§ **Directions**
Within the entries below, find every line that has the string "carries", then copy it.

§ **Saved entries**

/// Club membership records
use crate::db::ts;
use crate::error::{ClubError, ClubResult};
use crate::rbac::Role;
use chrono::Utc;
use serde::{Deserialize, Serialize};
use sqlx::{Row, SqlitePool};

/// A club member
#[derive(Debug, Clone, Serialize, Deserialize)]
pub struct Member {
    pub id: String,
    pub club_id: String,
    pub display_name: String,
    pub real_name: Option<String>,
    pub phone: Option<String>,
    pub role: Role,
    pub push_token: Option<String>,
}

/// Member manager
#[derive(Clone)]
pub struct MemberManager {
    db: SqlitePool,
}

impl MemberManager {
    pub fn new(db: SqlitePool) -> Self {
        Self { db }
    }

    /// Register a member
    pub async fn add(&self, member: &Member) -> ClubResult<()> {
        sqlx::query(
            r#"
            INSERT INTO members (id, club_id, display_name, real_name, phone, role, push_token, created_at)
            VALUES (?, ?, ?, ?, ?, ?, ?, ?)
            "#,
        )
        .bind(&member.id)
        .bind(&member.club_id)
        .bind(&member.display_name)
        .bind(&member.real_name)
        .bind(&member.phone)
        .bind(member.role.as_str())
        .bind(&member.push_token)
        .bind(ts(Utc::now()))
        .execute(&self.db)
        .await?;

        Ok(())
    }

    /// Get a member by id
    pub async fn get(&self, member_id: &str) -> ClubResult<Option<Member>> {
        let row = sqlx::query(
            r#"
            SELECT id, club_id, display_name, real_name, phone, role, push_token
            FROM members
            WHERE id = ?
            "#,
        )
        .bind(member_id)
        .fetch_optional(&self.db)
        .await?;

        row.map(Self::parse_member).transpose()
    }

    /// Get a member, failing with NotFound when absent
    pub async fn require(&self, member_id: &str) -> ClubResult<Member> {
        self.get(member_id)
            .await?
            .ok_or_else(|| ClubError::NotFound(format!("Member {} not found", member_id)))
    }

    /// All registered push tokens for the club
    pub async fn push_tokens(&self, club_id: &str) -> ClubResult<Vec<String>> {
        let rows = sqlx::query(
            r#"
            SELECT push_token
            FROM members
            WHERE club_id = ? AND push_token IS NOT NULL
            "#,
        )
        .bind(club_id)
        .fetch_all(&self.db)
        .await?;

        let mut tokens = Vec::new();
        for row in rows {
            let token: String = row.get("push_token");
            tokens.push(token);
        }

        Ok(tokens)
    }

    fn parse_member(row: sqlx::sqlite::SqliteRow) -> ClubResult<Member> {
        let role_str: String = row.get("role");
        Ok(Member {
            id: row.get("id"),
            club_id: row.get("club_id"),
            display_name: row.get("display_name"),
            real_name: row.get("real_name"),
            phone: row.get("phone"),
            role: Role::from_str(&role_str)?,
            push_token: row.get("push_token"),
        })
    }
}

#[cfg(test)]
mod tests {
    use super::*;
    use crate::db::memory_pool;

    fn sample(id: &str, role: Role, token: Option<&str>) -> Member {
        Member {
            id: id.to_string(),
            club_id: "fc-riverside".to_string(),
            display_name: id.to_string(),
            real_name: Some("Full Name".to_string()),
            phone: Some("010-1234".to_string()),
            role,
            push_token: token.map(String::from),
        }
    }

    #[tokio::test]
    async fn test_add_and_get() {
        let manager = MemberManager::new(memory_pool().await);
        manager.add(&sample("alice", Role::President, None)).await.unwrap();

        let got = manager.get("alice").await.unwrap().unwrap();
        assert_eq!(got.role, Role::President);
        assert!(manager.get("nobody").await.unwrap().is_none());
        assert!(manager.require("nobody").await.is_err());
    }

    #[tokio::test]
    async fn test_push_tokens_filters_unregistered() {
        let manager = MemberManager::new(memory_pool().await);
        manager.add(&sample("a", Role::Member, Some("tok-a"))).await.unwrap();
        manager.add(&sample("b", Role::Member, None)).await.unwrap();
        manager.add(&sample("c", Role::Member, Some("tok-c"))).await.unwrap();

        let mut tokens = manager.push_tokens("fc-riverside").await.unwrap();
        tokens.sort();
        assert_eq!(tokens, vec!["tok-a".to_string(), "tok-c".to_string()]);
    }
}
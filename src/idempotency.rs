/// Idempotency markers for retry-safe callables
///
/// Every callable carries a caller-supplied request id. The first successful
/// processing records the serialized result; any later call with the same id
/// gets that stored result back without re-running side effects, even when
/// the retry carries a different payload (documented policy: the marker does
/// not re-validate payload equality).
///
/// Marker lookup and marker insert run inside the caller's transaction
/// together with the mutation and the audit write, so a racing duplicate
/// rolls back wholesale on the marker's primary key and replays the stored
/// result instead.
use crate::db::ts;
use crate::error::{ClubError, ClubResult};
use chrono::Utc;
use sqlx::{Row, Sqlite, SqlitePool};

/// Outcome of an idempotent operation
#[derive(Debug, Clone)]
pub struct IdempotentOutcome<T> {
    pub result: T,
    /// True when the result was replayed from a marker rather than produced
    /// by this call. Callers use this to skip re-running external effects
    /// such as push fan-out.
    pub replayed: bool,
}

/// Look up a stored result inside a transaction (or on a pool)
pub async fn lookup<'e, E>(
    executor: E,
    club_id: &str,
    request_id: &str,
) -> ClubResult<Option<serde_json::Value>>
where
    E: sqlx::Executor<'e, Database = Sqlite>,
{
    let row = sqlx::query(
        r#"
        SELECT result
        FROM idempotency
        WHERE club_id = ? AND request_id = ?
        "#,
    )
    .bind(club_id)
    .bind(request_id)
    .fetch_optional(executor)
    .await?;

    match row {
        Some(row) => {
            let raw: String = row.get("result");
            let value = serde_json::from_str(&raw)
                .map_err(|e| ClubError::Internal(format!("Corrupt idempotency marker: {}", e)))?;
            Ok(Some(value))
        }
        None => Ok(None),
    }
}

/// Record a marker inside the caller's transaction
pub async fn record<'e, E>(
    executor: E,
    club_id: &str,
    request_id: &str,
    result: &serde_json::Value,
) -> ClubResult<()>
where
    E: sqlx::Executor<'e, Database = Sqlite>,
{
    sqlx::query(
        r#"
        INSERT INTO idempotency (club_id, request_id, result, created_at)
        VALUES (?, ?, ?, ?)
        "#,
    )
    .bind(club_id)
    .bind(request_id)
    .bind(result.to_string())
    .bind(ts(Utc::now()))
    .execute(executor)
    .await?;

    Ok(())
}

/// Whether a store error is a unique-key violation (a racing duplicate hit
/// the marker first)
pub fn is_unique_violation(err: &ClubError) -> bool {
    match err {
        ClubError::Database(sqlx::Error::Database(db_err)) => db_err.is_unique_violation(),
        _ => false,
    }
}

/// Re-fetch the result recorded by a racing duplicate after our transaction
/// rolled back
pub async fn replay_after_race(
    pool: &SqlitePool,
    club_id: &str,
    request_id: &str,
) -> ClubResult<serde_json::Value> {
    lookup(pool, club_id, request_id).await?.ok_or_else(|| {
        ClubError::Conflict(format!(
            "Request {} raced but left no stored result",
            request_id
        ))
    })
}

/// Reject requests without a usable request id
pub fn require_request_id(request_id: &str) -> ClubResult<()> {
    if request_id.trim().is_empty() {
        return Err(ClubError::Validation("requestId is required".to_string()));
    }
    Ok(())
}

#[cfg(test)]
mod tests {
    use super::*;
    use crate::db::memory_pool;
    use serde_json::json;

    #[tokio::test]
    async fn test_lookup_miss_then_hit() {
        let pool = memory_pool().await;

        assert!(lookup(&pool, "club", "req-1").await.unwrap().is_none());

        record(&pool, "club", "req-1", &json!({"id": "p1"})).await.unwrap();
        let stored = lookup(&pool, "club", "req-1").await.unwrap().unwrap();
        assert_eq!(stored, json!({"id": "p1"}));
    }

    #[tokio::test]
    async fn test_duplicate_record_is_unique_violation() {
        let pool = memory_pool().await;
        record(&pool, "club", "req-1", &json!({"id": "a"})).await.unwrap();

        let err = record(&pool, "club", "req-1", &json!({"id": "b"}))
            .await
            .unwrap_err();
        assert!(is_unique_violation(&err));

        // First result wins
        let stored = replay_after_race(&pool, "club", "req-1").await.unwrap();
        assert_eq!(stored, json!({"id": "a"}));
    }

    #[tokio::test]
    async fn test_markers_scoped_per_club() {
        let pool = memory_pool().await;
        record(&pool, "club-a", "req-1", &json!({"id": "a"})).await.unwrap();
        assert!(lookup(&pool, "club-b", "req-1").await.unwrap().is_none());
    }

    #[test]
    fn test_require_request_id() {
        assert!(require_request_id("req-1").is_ok());
        assert!(require_request_id("").is_err());
        assert!(require_request_id("   ").is_err());
    }
}
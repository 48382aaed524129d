use crate::engine::apply::{Game, MoveBuffer};
use crate::engine::score::{loss_score, terminal_value_at_root};
use crate::state::Node;
use crate::types::CELL_COUNT;

use super::negamax::negamax_counted;

/// Deliberately beatable solver: the top-level choice minimizes the mover's
/// resulting score. The weakening is confined to that choice — every child is
/// still evaluated with full correct negamax, so the reported score is the
/// true game-theoretic value of the line entered.
#[derive(Debug, Clone)]
pub struct WeakenedSolver<'a> {
    game: &'a Game,
    node: Node,
}

impl<'a> WeakenedSolver<'a> {
    #[inline]
    pub fn new(game: &'a Game, node: Node) -> Self {
        Self { game, node }
    }

    /// Current position of the play-out cursor.
    #[inline]
    pub fn node(&self) -> Node {
        self.node
    }

    /// Worst move plus absolute score at the cursor; no move when the
    /// position is terminal or blocked.
    pub fn select_move(&self) -> (Option<u8>, i32) {
        let (worst_move, relative) = self.select_move_relative();
        (worst_move, self.node.side_to_move().sign() * relative)
    }

    fn select_move_relative(&self) -> (Option<u8>, i32) {
        if let Some(value) = terminal_value_at_root(&self.node) {
            return (None, value);
        }

        let mut buf: MoveBuffer = [0; CELL_COUNT as usize];
        let count = self.game.populate_legal_moves(&self.node, &mut buf);
        if count == 0 {
            return (None, loss_score(&self.node));
        }

        let mut nodes = 0u64;
        let mut worst_move = None;
        let mut worst = i32::MAX;
        for &cell in &buf[..count] {
            let child = self.game.make_move_unchecked(self.node, cell);
            let value = -negamax_counted(self.game, &child, &mut nodes);
            if value < worst {
                worst = value;
                worst_move = Some(cell);
            }
        }
        (worst_move, worst)
    }

    /// Select and apply one move, advancing the cursor. The score is always
    /// reported; the move is `None` once the game is over.
    pub fn make_move(&mut self) -> (Option<u8>, i32) {
        let (worst_move, score) = self.select_move();
        if let Some(cell) = worst_move {
            self.node = self.game.make_move_unchecked(self.node, cell);
        }
        (worst_move, score)
    }

    /// Play out to a terminal position with both sides weakened, returning
    /// the move line and the score of the opening selection.
    pub fn play_out(&mut self) -> (Vec<u8>, i32) {
        let mut moves = Vec::new();
        let (first, score) = self.make_move();
        let Some(first) = first else {
            return (moves, score);
        };
        moves.push(first);
        loop {
            let (cell, _) = self.make_move();
            let Some(cell) = cell else { break };
            moves.push(cell);
        }
        (moves, score)
    }
}
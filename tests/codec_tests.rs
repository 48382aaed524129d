use okiya::{Card, ParseCardError, Rank, Suit};

#[test]
fn encode_decode_round_trips_all_combinations() {
    for suit in Suit::ALL {
        for rank in Rank::ALL {
            let card = Card::new(suit, rank);
            assert_eq!(card.suit(), suit);
            assert_eq!(card.rank(), rank);
        }
    }
}

#[test]
fn card_indices_are_bijective() {
    let mut seen = [false; 16];
    for suit in Suit::ALL {
        for rank in Rank::ALL {
            let idx = Card::new(suit, rank).index();
            assert!(idx < 16);
            assert!(!seen[idx as usize], "index {idx} produced twice");
            seen[idx as usize] = true;
        }
    }
    assert!(seen.iter().all(|&s| s));
}

#[test]
fn format_parse_round_trips_all_cards() {
    for idx in 0..16 {
        let card = Card::from_index(idx).expect("valid index");
        let notation = card.to_string();
        assert_eq!(notation.chars().count(), 2);
        let parsed: Card = notation.parse().expect("parse formatted card");
        assert_eq!(parsed, card);
    }
}

#[test]
fn parse_accepts_ascii_letter_fallback() {
    assert_eq!(
        "KH".parse::<Card>().unwrap(),
        Card::new(Suit::Hearts, Rank::King)
    );
    assert_eq!(
        "jc".parse::<Card>().unwrap(),
        Card::new(Suit::Clubs, Rank::Jack)
    );
    assert_eq!(
        "aS".parse::<Card>().unwrap(),
        Card::new(Suit::Spades, Rank::Ace)
    );
    assert_eq!("QD".parse::<Card>(), "Q\u{2666}".parse::<Card>());
}

#[test]
fn parse_rejects_malformed_input() {
    assert_eq!(
        "K".parse::<Card>(),
        Err(ParseCardError::Length("K".to_owned()))
    );
    assert_eq!(
        "K\u{2665}x".parse::<Card>(),
        Err(ParseCardError::Length("K\u{2665}x".to_owned()))
    );
    assert_eq!("".parse::<Card>(), Err(ParseCardError::Length(String::new())));
    assert_eq!("XH".parse::<Card>(), Err(ParseCardError::Rank('X')));
    assert_eq!("KZ".parse::<Card>(), Err(ParseCardError::Suit('Z')));
}

#[test]
fn try_parse_is_the_non_throwing_twin() {
    assert_eq!(
        Card::try_parse("A\u{2660}"),
        Some(Card::new(Suit::Spades, Rank::Ace))
    );
    assert_eq!(Card::try_parse("??"), None);
    assert_eq!(Card::try_parse(""), None);
}

#[test]
fn from_index_rejects_out_of_range() {
    assert!(Card::from_index(15).is_some());
    assert!(Card::from_index(16).is_none());
    assert!(Card::from_index(255).is_none());
}

#[test]
fn matches_shares_rank_or_suit() {
    let kh = Card::new(Suit::Hearts, Rank::King);
    assert!(kh.matches(Card::new(Suit::Hearts, Rank::Jack)), "same suit");
    assert!(kh.matches(Card::new(Suit::Clubs, Rank::King)), "same rank");
    assert!(kh.matches(kh), "a card matches itself");
    assert!(!kh.matches(Card::new(Suit::Clubs, Rank::Jack)));
}
use clap::{Parser, ValueEnum};
use serde::Serialize;

use okiya::{Board, Game, Node, Player, RandomizedSolver, Solver, WeakenedSolver};

#[derive(Debug, Clone, Copy, ValueEnum)]
enum Policy {
    /// Optimal play, first-encountered tie-break
    Best,
    /// Optimal play, stable-hash-rotated tie-break
    Randomized,
    /// Deliberately beatable: worst top-level choice
    Weakened,
}

#[derive(Debug, Parser)]
#[command(name = "solve", about = "Okiya exhaustive board solver")]
struct Args {
    /// 16 cards in two-character notation, space- or comma-separated.
    /// Suit glyphs and the C/D/H/S letters are both accepted,
    /// e.g. "KH JS JH QC QD JC KS AS JD QS KD QH KC AD AH AC"
    #[arg(long)]
    board: String,

    /// Move-selection policy
    #[arg(long, value_enum, default_value_t = Policy::Best)]
    policy: Policy,

    /// Player A token bitset, for resuming a mid-game position
    #[arg(long, default_value_t = 0)]
    tokens_a: u16,

    /// Player B token bitset, for resuming a mid-game position
    #[arg(long, default_value_t = 0)]
    tokens_b: u16,

    /// Side to move: 0 = A, 1 = B
    #[arg(long, default_value_t = 0)]
    side: u8,

    /// Cell played last; required once any tokens are set
    #[arg(long)]
    last_cell: Option<u8>,

    /// Emit the result as JSON instead of plain text
    #[arg(long)]
    json: bool,
}

#[derive(Debug, Serialize)]
struct Output {
    value: i32,
    moves: Vec<u8>,
    cards: Vec<String>,
}

fn main() -> Result<(), Box<dyn std::error::Error>> {
    tracing_subscriber::fmt()
        .with_env_filter(tracing_subscriber::EnvFilter::from_default_env())
        .init();

    let args = Args::parse();

    let board: Board = args.board.parse().map_err(|e| format!("Board error: {e}"))?;
    let side = match args.side {
        0 => Player::A,
        1 => Player::B,
        other => return Err(format!("Side must be 0 or 1, got {other}").into()),
    };
    let root = Node::from_parts(args.tokens_a, args.tokens_b, side, args.last_cell)
        .map_err(|e| format!("State error: {e}"))?;

    let game = Game::new(board);
    let (value, moves) = match args.policy {
        Policy::Best => {
            let result = Solver::new(&game).search(&root);
            (result.value, result.principal_variation)
        }
        Policy::Randomized => {
            let (moves, value) = RandomizedSolver::new(&game, root).play_out();
            (value, moves)
        }
        Policy::Weakened => {
            let (moves, value) = WeakenedSolver::new(&game, root).play_out();
            (value, moves)
        }
    };

    let cards = moves
        .iter()
        .map(|&cell| game.board().card(cell).to_string())
        .collect::<Vec<_>>();

    if args.json {
        let out = Output { value, moves, cards };
        println!("{}", serde_json::to_string_pretty(&out)?);
    } else {
        println!("score: {value}");
        println!(
            "line:  {}",
            moves
                .iter()
                .zip(&cards)
                .map(|(cell, card)| format!("{card}@{cell}"))
                .collect::<Vec<_>>()
                .join(" ")
        );
    }

    Ok(())
}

§ **Solution to the exercise**
/// Every callable carries a caller-supplied request id. The first successful
/// the retry carries a different payload (documented policy: the marker does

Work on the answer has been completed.